In all, there are around 124 sculptures and these remind that Tang had been much involved with diplomatic exchange and trade with the global world since there are distinct Greek and Western Asian influences in the sculptures. The tomb features secure and strong construction.
It is noted as the only mausoleum which escaped the tomb robbers and their unwelcome attention. The site of the Qianling Mausoleum in total covers 2.3 sq m area. Within the area there are 378 buildings which included various corridors, Hall of the Ministers, the pavilion and Sacrifice Hall. The structures above ground were not able to survive unlike some of the stone sculptures here.
The Main Attractions
Qianling Mausoleum is home to two octagonal ornamental columns marking its south entrance. The first among the sculptures to be seen are the winged mythical horses. The ostriches had been a gift from Afghanistan. Along the same route there are five horse pairs but only three of them still have attendant grooms. There are several military figures with swords that guard the path.
There are various other life sized, realistic sculptures of human beings which represent the 61 foreign emissaries that had attended the funeral of the emperor and these had been created on instructions of Wu Zetian Emperor. Every figure has been depicted in a wide belt, wearing boots and long robe. Each individual’s name as well as his country has been carved on the statue’s back. It still isn’t known why or how but every statue is decapitated somewhere in the past years.

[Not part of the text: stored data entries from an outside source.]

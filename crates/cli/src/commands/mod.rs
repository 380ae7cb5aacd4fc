//! CLI command implementations.

pub mod migrate;
pub mod user;

use secrecy::SecretString;
use sqlx::PgPool;
use thiserror::Error;

use inkpost_server::services::AuthError;

/// Errors that can occur while running a command.
#[derive(Debug, Error)]
pub enum CommandError {
    /// Required environment variable is missing.
    #[error("Missing environment variable: {0}")]
    MissingEnvVar(&'static str),

    /// Database connection or query error.
    #[error("Database error: {0}")]
    Database(#[from] sqlx::Error),

    /// Applying migrations failed.
    #[error("Migration error: {0}")]
    Migration(#[from] sqlx::migrate::MigrateError),

    /// Creating a user failed.
    #[error("User error: {0}")]
    Auth(#[from] AuthError),
}

/// Connect to the blog database named by the environment.
async fn connect() -> Result<PgPool, CommandError> {
    dotenvy::dotenv().ok();

    let database_url = std::env::var("BLOG_DATABASE_URL")
        .or_else(|_| std::env::var("DATABASE_URL"))
        .map(SecretString::from)
        .map_err(|_| CommandError::MissingEnvVar("BLOG_DATABASE_URL"))?;

    tracing::info!("Connecting to blog database...");
    Ok(inkpost_server::db::create_pool(&database_url).await?)
}
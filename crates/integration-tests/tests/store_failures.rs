//! Integration tests for handler messages when the blog store fails.

#![allow(clippy::unwrap_used)]

use inkpost_core::UserId;
use inkpost_integration_tests::{PostFailure, TestApp, location};
use inkpost_server::db::BlogStore;
use inkpost_server::models::{DEFAULT_IMAGE, NewPost};
use reqwest::{Client, StatusCode};

/// Register an admin in a fresh browser.
async fn admin(app: &TestApp) -> Client {
    let browser = TestApp::browser();
    let response = app.register(&browser, "alice", "pw1", "admin").await;
    assert_eq!(location(&response), "/dashboard");
    browser
}

// =============================================================================
// Reads
// =============================================================================

#[tokio::test]
async fn test_dashboard_store_failure() {
    let app = TestApp::spawn_failing(PostFailure::Reads).await;
    let browser = admin(&app).await;

    let response = app.get(&browser, "/dashboard").await;

    assert_eq!(response.status(), StatusCode::SEE_OTHER);
    assert_eq!(
        location(&response),
        "/?error=Error%20fetching%20dashboard%20data."
    );
}

#[tokio::test]
async fn test_show_post_store_failure() {
    let app = TestApp::spawn_failing(PostFailure::Reads).await;
    let browser = admin(&app).await;

    let response = app.get(&browser, "/blog/1").await;

    assert_eq!(location(&response), "/?error=Error%20fetching%20blog%20post.");
}

#[tokio::test]
async fn test_delete_lookup_store_failure() {
    let app = TestApp::spawn_failing(PostFailure::Reads).await;
    let browser = admin(&app).await;

    let response = app.post(&browser, "/delete-post/1").await;

    assert_eq!(location(&response), "/?error=Error%20deleting%20blog%20post.");
}

// =============================================================================
// Writes
// =============================================================================

#[tokio::test]
async fn test_create_post_store_failure() {
    let app = TestApp::spawn_failing(PostFailure::Writes).await;
    let browser = admin(&app).await;

    let response = app.create_post(&browser, "Hello", "World", None).await;

    assert_eq!(location(&response), "/?error=Error%20creating%20blog%20post.");
    assert!(app.store.list_posts().await.unwrap().is_empty());
}

#[tokio::test]
async fn test_delete_post_store_failure() {
    let app = TestApp::spawn_failing(PostFailure::Writes).await;
    let browser = admin(&app).await;
    app.store
        .create_post(&NewPost {
            title: "Hello".into(),
            description: "World".into(),
            image: DEFAULT_IMAGE.into(),
            user_id: UserId::new(1),
        })
        .await
        .unwrap();

    let response = app.post(&browser, "/delete-post/1").await;

    assert_eq!(location(&response), "/?error=Error%20deleting%20blog%20post.");
    assert_eq!(app.store.list_posts().await.unwrap().len(), 1);
}
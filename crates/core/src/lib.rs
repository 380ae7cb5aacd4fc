//! Inkpost Core - Shared types library.
//!
//! This crate provides the domain types used across the Inkpost components:
//! - `server` - The blog web application
//! - `cli` - Command-line tools for migrations and user seeding
//!
//! # Architecture
//!
//! The core crate contains only types - no I/O, no database access,
//! no HTTP. This keeps it lightweight and allows it to be used anywhere.
//!
//! # Modules
//!
//! - [`types`] - Newtype wrappers for type-safe IDs, usernames, and roles

#![cfg_attr(not(test), forbid(unsafe_code))]

pub mod types;

pub use types::*;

The Tablet of the Seven Elements or Qijie Bei is called so since it represents the fire, earth, water, wood, metal, moon and sun and it has an inscription by Empress Wu Zetian describing her late husband’s achievements. The calligraphy seen here is from Emperor Zhongzong who was deposed by the Empress but had returned later to his throne when he had eventually retired from office.
The Blank Tablet
One of the most unusual features of Qianling Mausoleum is a blank tablet with carved oysters and dragons but no writing or inscriptions. No other tomb site has anything like it. Many believe that the tablet had been made on the Empress’s orders and it would bear the descriptions of her own achievements eventually when a future generation recorded it. However, the tablet continues to remain blank even today and does not bear any inscriptions.